Collected data entries:
• • • • • • •

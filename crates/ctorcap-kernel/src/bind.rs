//! Binding a raw call against a declared signature.
//!
//! Binding assigns every positional and keyword value to a declared
//! parameter, validating that the call is legal, and yields the canonical
//! positional/keyword split used for capture and replay.

use crate::error::{BindError, SerializableError};
use crate::signature::{ParamKind, ParameterSignature, SignatureShape};
use crate::value::{Args, Kwargs, Locals, Value};
use serde_json::Map;
use std::collections::BTreeMap;

/// A call whose values have been assigned to declared parameters.
///
/// Variadic slots are held as a JSON array (positional splat) and a JSON
/// object (keyword splat). A slot is absent until something binds to it or
/// [`apply_defaults`](Self::apply_defaults) fills it.
#[derive(Debug, Clone, PartialEq)]
pub struct BoundArguments {
    shape: SignatureShape,
    arguments: BTreeMap<String, Value>,
}

impl ParameterSignature {
    /// Bind `args`/`kwargs` against this signature.
    pub fn bind(&self, args: Args, mut kwargs: Kwargs) -> Result<BoundArguments, SerializableError> {
        let shape = self.shape()?;
        let mut arguments = BTreeMap::new();

        let given = args.len();
        let mut values = args.into_iter();
        let mut filled = 0;
        for p in &shape.positional {
            let Some(value) = values.next() else { break };
            if p.kind == ParamKind::PositionalOrKeyword && kwargs.contains_key(&p.name) {
                return Err(BindError::MultipleValues {
                    name: p.name.clone(),
                }
                .into());
            }
            arguments.insert(p.name.clone(), value);
            filled += 1;
        }

        let surplus: Vec<Value> = values.collect();
        if !surplus.is_empty() {
            match &shape.var_positional {
                Some(slot) => {
                    arguments.insert(slot.name.clone(), Value::Array(surplus));
                }
                None => {
                    return Err(BindError::TooManyPositional {
                        expected: shape.positional.len(),
                        given,
                    }
                    .into());
                }
            }
        }

        for p in &shape.positional[filled..] {
            if p.kind == ParamKind::PositionalOnly {
                // Left in kwargs for the keyword splat when there is one.
                if kwargs.contains_key(&p.name) && shape.var_keyword.is_none() {
                    return Err(BindError::PositionalOnlyAsKeyword {
                        name: p.name.clone(),
                    }
                    .into());
                }
            } else if let Some(value) = kwargs.remove(&p.name) {
                arguments.insert(p.name.clone(), value);
                continue;
            }
            if p.default.is_none() {
                return Err(BindError::MissingArgument {
                    name: p.name.clone(),
                }
                .into());
            }
        }

        for p in &shape.keyword_only {
            match kwargs.remove(&p.name) {
                Some(value) => {
                    arguments.insert(p.name.clone(), value);
                }
                None if p.default.is_none() => {
                    return Err(BindError::MissingArgument {
                        name: p.name.clone(),
                    }
                    .into());
                }
                None => {}
            }
        }

        if !kwargs.is_empty() {
            match &shape.var_keyword {
                Some(slot) => {
                    let rest: Map<String, Value> = kwargs.into_iter().collect();
                    arguments.insert(slot.name.clone(), Value::Object(rest));
                }
                None => {
                    let name = kwargs.into_keys().next().unwrap_or_default();
                    return Err(BindError::UnexpectedKeyword { name }.into());
                }
            }
        }

        Ok(BoundArguments { shape, arguments })
    }
}

impl BoundArguments {
    pub fn shape(&self) -> &SignatureShape {
        &self.shape
    }

    pub fn arguments(&self) -> &BTreeMap<String, Value> {
        &self.arguments
    }

    pub fn get(&self, name: &str) -> Option<&Value> {
        self.arguments.get(name)
    }

    /// Positional part of the canonical call.
    ///
    /// Fixed positionals in declared order up to the first unbound one,
    /// followed by the positional splat when every fixed positional is bound.
    pub fn args(&self) -> Args {
        let mut out = Args::new();
        for p in &self.shape.positional {
            match self.arguments.get(&p.name) {
                Some(value) => out.push(value.clone()),
                None => return out,
            }
        }
        if let Some(slot) = &self.shape.var_positional {
            if let Some(Value::Array(items)) = self.arguments.get(&slot.name) {
                out.extend(items.iter().cloned());
            }
        }
        out
    }

    /// Keyword part of the canonical call: everything [`args`](Self::args)
    /// did not emit.
    pub fn kwargs(&self) -> Kwargs {
        let mut out = Kwargs::new();
        let mut started = false;
        for p in &self.shape.positional {
            match self.arguments.get(&p.name) {
                Some(value) if started => {
                    out.insert(p.name.clone(), value.clone());
                }
                Some(_) => {}
                None => started = true,
            }
        }
        for p in &self.shape.keyword_only {
            if let Some(value) = self.arguments.get(&p.name) {
                out.insert(p.name.clone(), value.clone());
            }
        }
        if let Some(slot) = &self.shape.var_keyword {
            if let Some(Value::Object(extra)) = self.arguments.get(&slot.name) {
                out.extend(extra.iter().map(|(k, v)| (k.clone(), v.clone())));
            }
        }
        out
    }

    /// Fill every unbound parameter: its declared default, an empty array
    /// for the positional splat, an empty object for the keyword splat.
    pub fn apply_defaults(&mut self) {
        for p in self.shape.ordered() {
            if self.arguments.contains_key(&p.name) {
                continue;
            }
            let fill = match p.kind {
                ParamKind::VarPositional => Some(Value::Array(Vec::new())),
                ParamKind::VarKeyword => Some(Value::Object(Map::new())),
                _ => p.default.clone(),
            };
            if let Some(value) = fill {
                self.arguments.insert(p.name.clone(), value);
            }
        }
    }

    /// Merge keyword overrides into the bound call.
    ///
    /// Named positional-or-keyword and keyword-only parameters are replaced.
    /// Positional-only names are rejected. Any other name lands in the
    /// keyword splat, or is rejected when the signature has none.
    pub fn merge_overrides(&mut self, overrides: Kwargs) -> Result<(), BindError> {
        for (name, value) in overrides {
            match self.shape.find(&name).map(|p| p.kind) {
                Some(ParamKind::PositionalOrKeyword | ParamKind::KeywordOnly) => {
                    self.arguments.insert(name, value);
                }
                Some(ParamKind::PositionalOnly) => {
                    return Err(BindError::PositionalOnlyAsKeyword { name });
                }
                _ => {
                    let Some(slot) = &self.shape.var_keyword else {
                        return Err(BindError::UnexpectedKeyword { name });
                    };
                    let extra = self
                        .arguments
                        .entry(slot.name.clone())
                        .or_insert_with(|| Value::Object(Map::new()));
                    if let Value::Object(map) = extra {
                        map.insert(name, value);
                    }
                }
            }
        }
        Ok(())
    }

    /// Every bound value keyed by parameter name.
    pub fn into_locals(self) -> Locals {
        Locals::from(self.arguments)
    }

    /// The canonical `(args, kwargs)` pair.
    pub fn into_call(self) -> (Args, Kwargs) {
        (self.args(), self.kwargs())
    }
}

#[cfg(test)]
mod tests {
    use super::*;
    use serde_json::json;

    fn kwargs(value: Value) -> Kwargs {
        serde_json::from_value(value).unwrap()
    }

    fn splat() -> ParameterSignature {
        ParameterSignature::builder()
            .positional("a")
            .var_positional("rest")
            .keyword_only_default("b", 1)
            .var_keyword("kw")
            .build()
    }

    fn point() -> ParameterSignature {
        ParameterSignature::builder()
            .positional("x")
            .positional_default("y", 0)
            .keyword_only_default("label", "origin")
            .build()
    }

    #[test]
    fn splat_call_is_split_canonically() {
        let bound = splat()
            .bind(
                vec![json!(1), json!(2), json!(3)],
                kwargs(json!({"b": 5, "c": 9})),
            )
            .unwrap();
        assert_eq!(bound.get("rest"), Some(&json!([2, 3])));
        assert_eq!(bound.get("kw"), Some(&json!({"c": 9})));
        assert_eq!(bound.args(), vec![json!(1), json!(2), json!(3)]);
        assert_eq!(bound.kwargs(), kwargs(json!({"b": 5, "c": 9})));
    }

    #[test]
    fn positional_named_by_keyword_is_emitted_positionally() {
        let bound = point()
            .bind(vec![], kwargs(json!({"x": 3, "y": 4})))
            .unwrap();
        assert_eq!(bound.args(), vec![json!(3), json!(4)]);
        assert!(bound.kwargs().is_empty());
    }

    #[test]
    fn gap_in_positionals_moves_the_rest_to_keywords() {
        let sig = ParameterSignature::builder()
            .positional("x")
            .positional_default("y", 0)
            .positional_default("z", 0)
            .build();
        let bound = sig.bind(vec![json!(1)], kwargs(json!({"z": 2}))).unwrap();
        assert_eq!(bound.args(), vec![json!(1)]);
        assert_eq!(bound.kwargs(), kwargs(json!({"z": 2})));
    }

    #[test]
    fn apply_defaults_fills_declared_and_variadic_slots() {
        let mut bound = splat().bind(vec![json!(1)], Kwargs::new()).unwrap();
        assert_eq!(bound.get("b"), None);
        bound.apply_defaults();
        assert_eq!(bound.get("b"), Some(&json!(1)));
        assert_eq!(bound.get("rest"), Some(&json!([])));
        assert_eq!(bound.get("kw"), Some(&json!({})));
        assert_eq!(bound.args(), vec![json!(1)]);
        assert_eq!(bound.kwargs(), kwargs(json!({"b": 1})));
    }

    #[test]
    fn missing_required_argument() {
        let err = point().bind(vec![], Kwargs::new()).unwrap_err();
        assert!(matches!(
            err,
            SerializableError::Bind(BindError::MissingArgument { ref name }) if name == "x"
        ));
    }

    #[test]
    fn missing_required_keyword_only() {
        let sig = ParameterSignature::builder().keyword_only("mode").build();
        let err = sig.bind(vec![], Kwargs::new()).unwrap_err();
        assert_eq!(err.kind(), "missing_argument");
    }

    #[test]
    fn too_many_positionals_without_a_splat() {
        let err = point()
            .bind(vec![json!(1), json!(2), json!(3)], Kwargs::new())
            .unwrap_err();
        assert!(matches!(
            err,
            SerializableError::Bind(BindError::TooManyPositional {
                expected: 2,
                given: 3
            })
        ));
    }

    #[test]
    fn positional_and_keyword_for_the_same_parameter() {
        let err = point()
            .bind(vec![json!(1)], kwargs(json!({"x": 2})))
            .unwrap_err();
        assert_eq!(err.kind(), "multiple_values");
    }

    #[test]
    fn unexpected_keyword_without_a_splat() {
        let err = point()
            .bind(vec![json!(1)], kwargs(json!({"colour": "red"})))
            .unwrap_err();
        assert!(matches!(
            err,
            SerializableError::Bind(BindError::UnexpectedKeyword { ref name }) if name == "colour"
        ));
    }

    #[test]
    fn positional_only_by_keyword() {
        let sig = ParameterSignature::builder()
            .positional_only("mode")
            .positional_default("level", 1)
            .build();
        let err = sig
            .bind(vec![], kwargs(json!({"mode": "fast"})))
            .unwrap_err();
        assert_eq!(err.kind(), "positional_only_as_keyword");
    }

    #[test]
    fn positional_only_name_goes_to_keyword_splat() {
        let sig = ParameterSignature::builder()
            .positional_only("mode")
            .var_keyword("extra")
            .build();
        let bound = sig
            .bind(vec![json!("slow")], kwargs(json!({"mode": "fast"})))
            .unwrap();
        assert_eq!(bound.args(), vec![json!("slow")]);
        assert_eq!(bound.kwargs(), kwargs(json!({"mode": "fast"})));
    }

    #[test]
    fn overrides_replace_named_parameters() {
        let mut bound = point()
            .bind(vec![json!(1), json!(2)], Kwargs::new())
            .unwrap();
        bound
            .merge_overrides(kwargs(json!({"y": 7, "label": "p"})))
            .unwrap();
        bound.apply_defaults();
        assert_eq!(bound.args(), vec![json!(1), json!(7)]);
        assert_eq!(bound.kwargs(), kwargs(json!({"label": "p"})));
    }

    #[test]
    fn unknown_overrides_go_to_keyword_splat() {
        let mut bound = splat()
            .bind(vec![json!(1)], kwargs(json!({"c": 9})))
            .unwrap();
        bound
            .merge_overrides(kwargs(json!({"c": 10, "rest": "named"})))
            .unwrap();
        assert_eq!(bound.get("kw"), Some(&json!({"c": 10, "rest": "named"})));
        assert_eq!(bound.get("rest"), None);
    }

    #[test]
    fn unknown_override_without_splat_is_rejected() {
        let mut bound = point().bind(vec![json!(1)], Kwargs::new()).unwrap();
        let err = bound
            .merge_overrides(kwargs(json!({"z": 1})))
            .unwrap_err();
        assert_eq!(err, BindError::UnexpectedKeyword { name: "z".into() });
    }

    #[test]
    fn bind_rejects_unsupported_shapes() {
        let sig = ParameterSignature::builder()
            .var_positional("xs")
            .var_positional("ys")
            .build();
        let err = sig.bind(vec![], Kwargs::new()).unwrap_err();
        assert_eq!(err.kind(), "not_supported");
    }
}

• • • • • • •

◆ **WORK TO BE COMPLETED**: Within the entries above, find the string "mode" and return each line that holds it.

◆ **OUTPUT FOR THIS EXERCISE**:
        let sig = ParameterSignature::builder().keyword_only("mode").build();
            .positional_only("mode")
            .bind(vec![], kwargs(json!({"mode": "fast"})))
            .positional_only("mode")
            .bind(vec![json!("slow")], kwargs(json!({"mode": "fast"})))
        assert_eq!(bound.kwargs(), kwargs(json!({"mode": "fast"})));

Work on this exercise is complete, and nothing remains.